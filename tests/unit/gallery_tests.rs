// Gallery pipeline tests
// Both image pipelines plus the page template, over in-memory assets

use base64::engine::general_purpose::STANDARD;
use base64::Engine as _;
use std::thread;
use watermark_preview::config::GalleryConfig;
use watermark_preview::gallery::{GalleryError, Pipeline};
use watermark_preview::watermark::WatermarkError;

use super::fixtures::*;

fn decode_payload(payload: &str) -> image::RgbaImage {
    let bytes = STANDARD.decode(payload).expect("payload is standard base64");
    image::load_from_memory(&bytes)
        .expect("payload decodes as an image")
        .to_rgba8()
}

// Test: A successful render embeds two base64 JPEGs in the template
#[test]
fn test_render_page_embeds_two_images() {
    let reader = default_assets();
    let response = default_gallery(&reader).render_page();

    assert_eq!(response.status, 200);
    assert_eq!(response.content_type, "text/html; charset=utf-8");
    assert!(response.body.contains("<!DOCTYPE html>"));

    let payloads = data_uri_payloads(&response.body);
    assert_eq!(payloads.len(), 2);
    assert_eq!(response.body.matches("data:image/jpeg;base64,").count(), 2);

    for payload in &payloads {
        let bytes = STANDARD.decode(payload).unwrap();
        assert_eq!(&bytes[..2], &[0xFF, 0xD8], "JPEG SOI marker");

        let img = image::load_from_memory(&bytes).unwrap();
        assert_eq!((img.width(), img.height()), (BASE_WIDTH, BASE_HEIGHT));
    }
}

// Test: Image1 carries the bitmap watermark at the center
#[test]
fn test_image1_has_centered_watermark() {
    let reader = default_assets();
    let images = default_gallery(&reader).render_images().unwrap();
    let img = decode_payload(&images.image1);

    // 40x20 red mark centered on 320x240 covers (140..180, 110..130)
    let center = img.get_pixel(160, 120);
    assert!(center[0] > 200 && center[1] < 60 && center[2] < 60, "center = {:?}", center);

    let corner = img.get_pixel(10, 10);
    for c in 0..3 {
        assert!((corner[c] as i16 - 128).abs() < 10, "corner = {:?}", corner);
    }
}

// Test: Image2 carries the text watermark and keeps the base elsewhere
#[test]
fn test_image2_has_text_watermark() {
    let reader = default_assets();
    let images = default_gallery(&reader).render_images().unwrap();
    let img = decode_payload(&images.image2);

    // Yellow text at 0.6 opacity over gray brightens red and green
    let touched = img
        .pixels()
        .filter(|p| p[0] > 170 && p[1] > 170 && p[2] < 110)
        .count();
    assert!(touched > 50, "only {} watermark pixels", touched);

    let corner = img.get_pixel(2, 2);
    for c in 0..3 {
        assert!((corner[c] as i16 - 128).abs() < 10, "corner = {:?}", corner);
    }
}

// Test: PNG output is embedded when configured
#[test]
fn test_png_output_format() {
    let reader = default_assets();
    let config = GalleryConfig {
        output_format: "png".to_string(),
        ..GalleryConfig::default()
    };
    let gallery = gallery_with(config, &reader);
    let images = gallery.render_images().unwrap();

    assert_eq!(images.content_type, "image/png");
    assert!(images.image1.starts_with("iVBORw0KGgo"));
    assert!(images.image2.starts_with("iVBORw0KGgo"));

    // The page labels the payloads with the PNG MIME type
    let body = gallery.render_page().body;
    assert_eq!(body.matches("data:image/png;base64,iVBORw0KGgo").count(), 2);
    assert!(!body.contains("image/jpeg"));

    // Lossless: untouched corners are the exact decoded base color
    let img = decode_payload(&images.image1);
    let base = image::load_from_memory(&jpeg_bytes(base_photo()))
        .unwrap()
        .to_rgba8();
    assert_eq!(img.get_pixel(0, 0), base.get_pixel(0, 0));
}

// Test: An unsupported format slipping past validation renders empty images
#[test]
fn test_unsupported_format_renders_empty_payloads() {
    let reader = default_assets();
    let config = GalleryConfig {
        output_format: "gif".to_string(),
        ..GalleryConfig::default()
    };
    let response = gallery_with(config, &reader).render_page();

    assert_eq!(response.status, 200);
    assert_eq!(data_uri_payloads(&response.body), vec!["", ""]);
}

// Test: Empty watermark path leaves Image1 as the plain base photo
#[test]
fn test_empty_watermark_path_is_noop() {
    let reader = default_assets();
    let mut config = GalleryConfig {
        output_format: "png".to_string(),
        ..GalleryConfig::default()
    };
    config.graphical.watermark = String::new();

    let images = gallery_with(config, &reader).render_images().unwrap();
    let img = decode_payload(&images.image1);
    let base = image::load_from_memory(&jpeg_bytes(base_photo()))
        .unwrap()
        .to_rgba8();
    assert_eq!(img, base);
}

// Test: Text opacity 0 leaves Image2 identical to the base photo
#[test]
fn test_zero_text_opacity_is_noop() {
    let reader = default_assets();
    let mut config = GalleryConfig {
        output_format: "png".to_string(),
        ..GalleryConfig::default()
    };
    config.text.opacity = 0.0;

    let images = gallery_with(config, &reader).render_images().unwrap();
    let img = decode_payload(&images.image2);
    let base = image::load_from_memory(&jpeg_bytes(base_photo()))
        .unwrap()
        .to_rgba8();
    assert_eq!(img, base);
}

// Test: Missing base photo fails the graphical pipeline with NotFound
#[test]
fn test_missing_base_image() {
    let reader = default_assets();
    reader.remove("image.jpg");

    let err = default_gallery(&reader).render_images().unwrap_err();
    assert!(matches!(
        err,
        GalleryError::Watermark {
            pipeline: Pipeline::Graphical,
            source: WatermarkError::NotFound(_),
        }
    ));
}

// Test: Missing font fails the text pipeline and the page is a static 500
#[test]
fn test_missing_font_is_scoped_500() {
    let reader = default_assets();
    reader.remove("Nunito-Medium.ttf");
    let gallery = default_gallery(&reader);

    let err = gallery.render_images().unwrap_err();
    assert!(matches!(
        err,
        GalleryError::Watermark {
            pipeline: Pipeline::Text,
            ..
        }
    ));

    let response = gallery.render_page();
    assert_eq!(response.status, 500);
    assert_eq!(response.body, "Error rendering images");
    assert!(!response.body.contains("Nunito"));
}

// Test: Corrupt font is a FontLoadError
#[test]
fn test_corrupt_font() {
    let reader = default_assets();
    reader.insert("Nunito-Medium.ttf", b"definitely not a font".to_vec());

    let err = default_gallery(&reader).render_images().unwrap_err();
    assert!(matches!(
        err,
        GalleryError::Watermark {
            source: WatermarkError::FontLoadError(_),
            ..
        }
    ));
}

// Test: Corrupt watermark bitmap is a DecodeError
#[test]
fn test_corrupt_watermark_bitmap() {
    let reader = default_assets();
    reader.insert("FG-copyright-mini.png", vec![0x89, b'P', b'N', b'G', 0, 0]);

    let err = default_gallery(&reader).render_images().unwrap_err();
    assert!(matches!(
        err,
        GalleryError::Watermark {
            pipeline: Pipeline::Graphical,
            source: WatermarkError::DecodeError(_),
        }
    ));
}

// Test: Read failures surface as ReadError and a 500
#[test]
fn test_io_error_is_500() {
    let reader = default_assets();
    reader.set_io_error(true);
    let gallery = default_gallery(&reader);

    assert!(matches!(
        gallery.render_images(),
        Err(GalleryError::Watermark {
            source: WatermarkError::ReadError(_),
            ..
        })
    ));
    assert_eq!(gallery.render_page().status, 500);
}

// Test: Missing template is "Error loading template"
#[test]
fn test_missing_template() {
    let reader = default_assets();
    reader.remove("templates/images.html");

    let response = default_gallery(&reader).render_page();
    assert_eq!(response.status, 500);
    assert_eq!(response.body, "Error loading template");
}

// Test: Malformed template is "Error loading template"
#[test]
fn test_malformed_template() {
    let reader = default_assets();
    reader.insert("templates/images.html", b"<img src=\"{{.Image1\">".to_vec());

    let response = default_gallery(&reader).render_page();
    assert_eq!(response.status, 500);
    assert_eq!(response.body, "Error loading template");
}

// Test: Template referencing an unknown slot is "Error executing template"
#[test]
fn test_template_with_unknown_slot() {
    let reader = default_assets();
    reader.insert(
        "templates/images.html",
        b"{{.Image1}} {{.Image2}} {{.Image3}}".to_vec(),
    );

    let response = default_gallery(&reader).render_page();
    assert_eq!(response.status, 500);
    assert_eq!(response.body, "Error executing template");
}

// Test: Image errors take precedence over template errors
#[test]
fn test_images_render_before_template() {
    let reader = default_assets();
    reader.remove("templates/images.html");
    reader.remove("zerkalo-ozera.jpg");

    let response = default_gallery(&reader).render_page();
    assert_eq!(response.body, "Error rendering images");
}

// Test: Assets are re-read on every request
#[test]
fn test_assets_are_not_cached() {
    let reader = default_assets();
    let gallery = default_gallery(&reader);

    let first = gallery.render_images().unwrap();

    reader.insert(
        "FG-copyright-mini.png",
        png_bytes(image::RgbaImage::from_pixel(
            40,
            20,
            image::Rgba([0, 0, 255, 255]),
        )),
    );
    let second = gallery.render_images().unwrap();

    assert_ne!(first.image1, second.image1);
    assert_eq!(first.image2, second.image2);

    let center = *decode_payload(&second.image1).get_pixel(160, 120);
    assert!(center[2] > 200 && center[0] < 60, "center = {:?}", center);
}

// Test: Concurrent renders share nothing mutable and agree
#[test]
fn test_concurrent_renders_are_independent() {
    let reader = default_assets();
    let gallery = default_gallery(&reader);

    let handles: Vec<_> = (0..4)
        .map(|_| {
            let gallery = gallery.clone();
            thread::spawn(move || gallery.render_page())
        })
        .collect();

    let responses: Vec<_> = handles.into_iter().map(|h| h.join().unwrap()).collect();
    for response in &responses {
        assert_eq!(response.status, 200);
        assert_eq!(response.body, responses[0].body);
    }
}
•••••
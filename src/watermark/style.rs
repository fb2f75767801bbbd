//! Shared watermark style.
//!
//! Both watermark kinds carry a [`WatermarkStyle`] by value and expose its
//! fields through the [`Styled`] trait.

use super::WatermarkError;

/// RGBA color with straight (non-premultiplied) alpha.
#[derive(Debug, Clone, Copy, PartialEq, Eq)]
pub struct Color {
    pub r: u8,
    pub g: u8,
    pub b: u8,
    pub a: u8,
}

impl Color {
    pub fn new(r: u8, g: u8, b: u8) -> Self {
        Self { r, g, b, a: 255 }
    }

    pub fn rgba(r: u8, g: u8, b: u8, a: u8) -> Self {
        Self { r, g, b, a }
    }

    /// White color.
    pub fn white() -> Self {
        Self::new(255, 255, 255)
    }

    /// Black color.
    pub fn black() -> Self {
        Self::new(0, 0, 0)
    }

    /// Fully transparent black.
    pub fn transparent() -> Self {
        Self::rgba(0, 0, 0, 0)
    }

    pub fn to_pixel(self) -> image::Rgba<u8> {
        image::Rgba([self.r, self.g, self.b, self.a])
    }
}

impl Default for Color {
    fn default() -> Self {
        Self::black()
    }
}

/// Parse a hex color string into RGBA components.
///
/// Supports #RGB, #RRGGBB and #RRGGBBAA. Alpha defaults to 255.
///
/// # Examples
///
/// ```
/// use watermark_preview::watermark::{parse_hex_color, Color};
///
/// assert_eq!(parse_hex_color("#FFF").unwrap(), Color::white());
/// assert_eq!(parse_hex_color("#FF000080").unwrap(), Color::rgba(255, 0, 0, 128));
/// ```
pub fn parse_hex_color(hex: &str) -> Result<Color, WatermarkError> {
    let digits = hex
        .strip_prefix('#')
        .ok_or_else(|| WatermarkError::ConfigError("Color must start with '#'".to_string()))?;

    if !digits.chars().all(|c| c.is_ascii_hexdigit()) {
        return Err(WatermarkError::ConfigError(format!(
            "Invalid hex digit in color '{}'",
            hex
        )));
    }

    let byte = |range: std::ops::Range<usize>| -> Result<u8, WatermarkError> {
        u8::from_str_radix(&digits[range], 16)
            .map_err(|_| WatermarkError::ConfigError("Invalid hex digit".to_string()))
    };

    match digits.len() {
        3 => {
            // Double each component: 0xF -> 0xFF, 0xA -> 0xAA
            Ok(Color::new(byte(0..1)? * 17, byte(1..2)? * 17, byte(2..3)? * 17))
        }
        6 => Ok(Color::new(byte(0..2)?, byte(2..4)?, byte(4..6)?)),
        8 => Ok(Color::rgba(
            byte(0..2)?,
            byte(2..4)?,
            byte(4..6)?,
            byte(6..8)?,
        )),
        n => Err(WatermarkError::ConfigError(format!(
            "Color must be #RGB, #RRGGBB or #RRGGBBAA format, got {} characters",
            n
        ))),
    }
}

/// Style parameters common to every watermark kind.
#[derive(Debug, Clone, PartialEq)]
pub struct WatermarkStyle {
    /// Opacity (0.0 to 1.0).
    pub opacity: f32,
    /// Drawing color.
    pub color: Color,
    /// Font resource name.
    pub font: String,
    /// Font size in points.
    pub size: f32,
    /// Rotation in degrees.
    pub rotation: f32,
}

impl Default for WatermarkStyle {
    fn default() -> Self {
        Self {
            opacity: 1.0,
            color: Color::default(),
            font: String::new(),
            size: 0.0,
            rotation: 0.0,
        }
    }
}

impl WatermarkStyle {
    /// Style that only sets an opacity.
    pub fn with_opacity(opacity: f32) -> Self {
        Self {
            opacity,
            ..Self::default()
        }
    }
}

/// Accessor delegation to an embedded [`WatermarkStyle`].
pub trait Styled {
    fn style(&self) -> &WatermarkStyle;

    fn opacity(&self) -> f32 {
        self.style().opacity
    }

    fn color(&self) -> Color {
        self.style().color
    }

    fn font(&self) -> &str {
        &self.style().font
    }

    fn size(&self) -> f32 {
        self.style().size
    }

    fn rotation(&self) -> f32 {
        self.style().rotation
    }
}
•••••
## EXERCISE AIM:
Using the records given above, list every line that includes the word "derive".

## OUTPUT OF THE TASK:
#[derive(Debug, Clone, Copy, PartialEq, Eq)]
#[derive(Debug, Clone, PartialEq)]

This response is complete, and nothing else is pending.